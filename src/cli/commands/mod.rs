//! CLI command implementations.

mod changes;
mod config;
mod doctor;
mod frame;
mod moments;
mod process;
mod recover;

pub use changes::run_changes;
pub use config::run_config;
pub use doctor::run_doctor;
pub use frame::run_frame;
pub use moments::run_moments;
pub use process::{run_process, ProcessArgs};
pub use recover::run_recover;

use crate::moments::KeyMoment;
use serde::Serialize;
use std::path::Path;

#[derive(Serialize)]
struct KeyMomentsFile<'a> {
    key_moments: &'a [KeyMoment],
}

/// Write `{"key_moments": [...]}` to `path`, or stdout for `-`.
fn write_moments_json(path: &Path, moments: &[KeyMoment]) -> anyhow::Result<()> {
    let json = serde_json::to_string_pretty(&KeyMomentsFile { key_moments: moments })?;
    if path == Path::new("-") {
        println!("{}", json);
    } else {
        if let Some(parent) = path.parent().filter(|p| !p.as_os_str().is_empty()) {
            std::fs::create_dir_all(parent)?;
        }
        std::fs::write(path, json)?;
    }
    Ok(())
}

*EXERCISE GOAL*
From the entries above, return each line with the word "parent" in it.

*WRITTEN SOLUTION*
        if let Some(parent) = path.parent().filter(|p| !p.as_os_str().is_empty()) {
            std::fs::create_dir_all(parent)?;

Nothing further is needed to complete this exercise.